PROGRESS REPORT <0.6.0> 2010-02-10 19:09:10
===============================================================================
application sasl
started_at nonode@nohost
ok
4>q().
ok
jvorreuter$ ls -1
1
2
dev.config
index
http://erlang.org/doc/man/rb.html
PROS
» easy setup: add sasl config values and rb:start()
» supports simple filtering and grepping: rb:list(error_report) and rb:grep("asdf")
CONS
» no remote access: rb runs locally as a gen_server and can't load logs from other nodes
» logs from separate VMs are siloed: it can be useful to view logs from distributed nodes in a unified timeline
» no web interface: this limits access by multiple users
» not very realtime: rb requires rescanning new log entries because it stores scanned logs in gen_server state
What does log_roller bring to the party?
» distributed nodes broadcast messages to a central disk log
» SASL-like configuration of max size and number of files in your rotating disk log
» filter log messages into partitioned "buckets" based on node names, log types, and regexp matching
» full featured web interface for log monitoring, grepping and polling
http://github.com/JacobVorreuter/log_roller
Overview
log_roller is made up of two different applications.

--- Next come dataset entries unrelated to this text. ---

//! Engine Module
//!
//! The server core: owns the ordered index and the command log, and
//! serializes every operation under one exclusive lock.
//!
//! ## Operation shape
//! Each mutation observes the pre-image index (for its reply), durably
//! appends its record, then applies the record to the index, all inside the
//! critical section. Reads never touch the log. If an append fails the index
//! is left unchanged and the caller sees the storage error; the engine keeps
//! serving.
//!
//! ## Recovery
//! `Engine::open` drains the command log into an empty index before the
//! engine is handed to the network layer. A hard decode error aborts open;
//! a half-recovered index is never served.

use parking_lot::Mutex;

use crate::config::Config;
use crate::error::Result;
use crate::index::Index;
use crate::log::CommandLog;
use crate::record::MutationRecord;

/// The storage engine
#[derive(Debug)]
pub struct Engine {
    inner: Mutex<EngineInner>,
}

#[derive(Debug)]
struct EngineInner {
    index: Index,
    log: CommandLog,
}

impl Engine {
    /// Open the configured log backend, replay it, and return an engine
    /// ready to serve
    pub fn open(config: &Config) -> Result<Self> {
        let mut log = CommandLog::open(config)?;

        let mut index = Index::new();
        let recovered = log.replay(|record| record.apply(&mut index))?;
        tracing::info!(
            records = recovered,
            keys = index.len(),
            "recovery complete"
        );

        Ok(Engine {
            inner: Mutex::new(EngineInner { index, log }),
        })
    }

    /// Install (key, value); reply whether the key was already present
    pub fn put(&self, key: String, value: String) -> Result<bool> {
        let mut guard = self.inner.lock();
        let inner = &mut *guard;

        let found = inner.index.get(&key).is_some();
        let record = MutationRecord::Put { key, value };
        inner.log.append(&record)?;
        record.apply(&mut inner.index);
        Ok(found)
    }

    /// Look up a key
    pub fn get(&self, key: &str) -> Result<Option<String>> {
        let inner = self.inner.lock();
        Ok(inner.index.get(key).map(str::to_owned))
    }

    /// Install (key, value); reply with the displaced value if any
    pub fn swap(&self, key: String, value: String) -> Result<Option<String>> {
        let mut guard = self.inner.lock();
        let inner = &mut *guard;

        let prev = inner.index.get(&key).map(str::to_owned);
        let record = MutationRecord::Swap { key, value };
        inner.log.append(&record)?;
        record.apply(&mut inner.index);
        Ok(prev)
    }

    /// Remove a key; reply whether it was present
    ///
    /// A delete of an absent key is still logged: the log mirrors the intent
    /// stream, and the applier is idempotent for absent keys.
    pub fn delete(&self, key: String) -> Result<bool> {
        let mut guard = self.inner.lock();
        let inner = &mut *guard;

        let found = inner.index.get(&key).is_some();
        let record = MutationRecord::Delete { key };
        inner.log.append(&record)?;
        record.apply(&mut inner.index);
        Ok(found)
    }

    /// All entries with start_key <= key <= end_key, ascending
    pub fn scan(&self, start_key: &str, end_key: &str) -> Result<Vec<(String, String)>> {
        let mut pairs = Vec::new();
        if start_key > end_key {
            return Ok(pairs);
        }

        let inner = self.inner.lock();
        inner.index.ascend_from(start_key, |key, value| {
            if key > end_key {
                return false;
            }
            pairs.push((key.to_string(), value.to_string()));
            true
        });
        Ok(pairs)
    }

    /// Number of live keys
    pub fn key_count(&self) -> usize {
        self.inner.lock().index.len()
    }
}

They can be thought of as a client and a server. The client should run on the node you plan on monitoring. When the client starts it registers the log_roller_h event handler with the error_logger. This allows it to broadcast a copy of each log to any available log_roller_server processes. The log_roller_server application can be started on the local node or on a remote node. Active log_roller_server processes are members of the log_roller_server pg2 group. When the log_roller_h handler forwards a log message it does so to every member of the log_roller_server pg2 group. Once received, a log message is written to a rotating disk log using the disk_log module.
Distribution
log_roller and log_roller_server processes form a many-to-many relationship. In a grid of connected nodes, any node running the log_roller application will broadcast to all nodes running the log_roller_server application.
Partitioning
log_roller supports a system of filtering log messages into "buckets" as they are received by the log_roller_server process. A bucket is a separate disk log with a set of filters associated with it. For instance, you may want to filter error messages into a separate bucket from info messages. It is possible to filter based on message type, node name, and regular expression matching.
Configuration
If started without a config file, log_roller will create a single "bucket", named "default", with values of cache_size = 10485760, maxbytes = 10485760 and maxfiles = 10. Otherwise, these values come from the log_roller_server application config values. For example, here we define two buckets to store info and error messages separately:
[{log_roller_server, [
{logs, [
{info, [
{cache_size, 10485760},
{maxbytes, 10485760},
{maxfiles, 10},
{filters, [
{types, [progress, info]}
]}
]},
{errors, [
{cache_size, 10485760},
{maxbytes, 10485760},
{maxfiles, 10},
{filters, [
{types, [warning, error]}
]}
]}
]}
]}].
Browsing
Included in the log_roller_server application is the log_roller web interface. When the log_roller_server application starts it spawns a mochiweb server listening on port 8888 by default. The web server can be configured with the following values:
[{log_roller_server, [
{address, "127.0.0.1"},
{port, 8888},
{doc_root, "."}
]}].
Getting started
download, compile and install
git clone git://github.com/JacobVorreuter/log_roller.git
cd log_roller
make
sudo make install
start log_roller with your application
jvorreuter$ erl -name myapp@`hostname` -pa lib/log_roller/ebin
Erlang R13B03 (erts-5.7.4) [source] [smp:2:2] [rq:2] [async-threads:0] [kernel-poll:false]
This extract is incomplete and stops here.